Is there a difference in how fastai v1.0.3 and v > 1.0.3 train networks?

clarkeaa13 · December 10, 2018, 6:45pm

I have observed, that with the same exact learner setup (1-cycle policy/learning rate of 0.001/default head/5 epochs frozen/15 epochs unfrozen) that the performance of the learner can widely vary if using fastai 1.0.3 or versions above 1.0.3. For instance, in fastai >1.0.3 I get ~65% accuracy on Stanford Cars whereas in 1.0.3 I get over 80%:

Green line on the test of v 1.0.20 is circled, and red line of v 1.0.3 is circled (the other line plots were separate experiments)

These results I’ve found to be consistent over several trials and can’t be explained by “bad luck.”

What could be causing this discrepancy? Is there some kind of silent gradient clipping automatically added in some versions of fastai but not others? Or maybe there is a different way of calculating the gradients in different versions; for instance silently using fp16 or something that could cause different gradients?
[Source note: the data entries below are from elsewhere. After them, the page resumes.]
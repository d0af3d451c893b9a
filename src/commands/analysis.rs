//! Analysis Commands
//!
//! Full-document scans and selection verification on the active session.

use serde::{Deserialize, Serialize};

use crate::models::response::CommandResponse;
use crate::models::session::SessionState;
use crate::services::orchestrator::RunOutcome;
use crate::state::AppState;

/// Result of an analysis command
#[derive(Debug, Clone, Serialize, Deserialize)]
#[serde(rename_all = "camelCase")]
pub struct RunReport {
    pub outcome: RunOutcome,
    pub session: SessionState,
}

fn report(outcome: RunOutcome, session: SessionState) -> CommandResponse<RunReport> {
    let error = match outcome {
        RunOutcome::Failed => session.analysis.error.clone(),
        _ => None,
    };
    CommandResponse {
        success: error.is_none(),
        data: Some(RunReport { outcome, session }),
        error,
    }
}

/// Run grammar, sources, summary and AI detection on the whole document
pub async fn run_full_scan(state: &AppState) -> CommandResponse<RunReport> {
    let session = match state.session().await {
        Ok(session) => session,
        Err(e) => return CommandResponse::err(e.to_string()),
    };
    let outcome = session.full_scan().await;
    report(outcome, session.snapshot().await)
}

/// Fact-check the current selection
pub async fn verify_selection(state: &AppState) -> CommandResponse<RunReport> {
    let session = match state.session().await {
        Ok(session) => session,
        Err(e) => return CommandResponse::err(e.to_string()),
    };
    let outcome = session.verify_selection().await;
    report(outcome, session.snapshot().await)
}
sgugger · December 10, 2018, 9:59pm

I can’t remember which version exactly but transfer learning was temporary broken in one of them. Maybe that’s the explanation?

clarkeaa13 · December 10, 2018, 10:41pm

What specifically do you mean by “transfer learning was broken?” Was it broken in more than one version?

In my experiments every version I’ve tried after 1.0.3 gives poorer results on Stanford Cars. 1.0.3 does not seem broken to me because it has worked well on other datasets besides Cars. I’ve only achieved 80% + on Stanford Cars using v1.0.3 and below.

I’m certain I’ve tried at least 1.0.18, 1.0.20, 1.0.22 and they all have this problem. I also tried on 1.0.30 + (can’t remember which one exactly) and it also has the same issue. I’ll try again on a version > 1.0.30 to double check.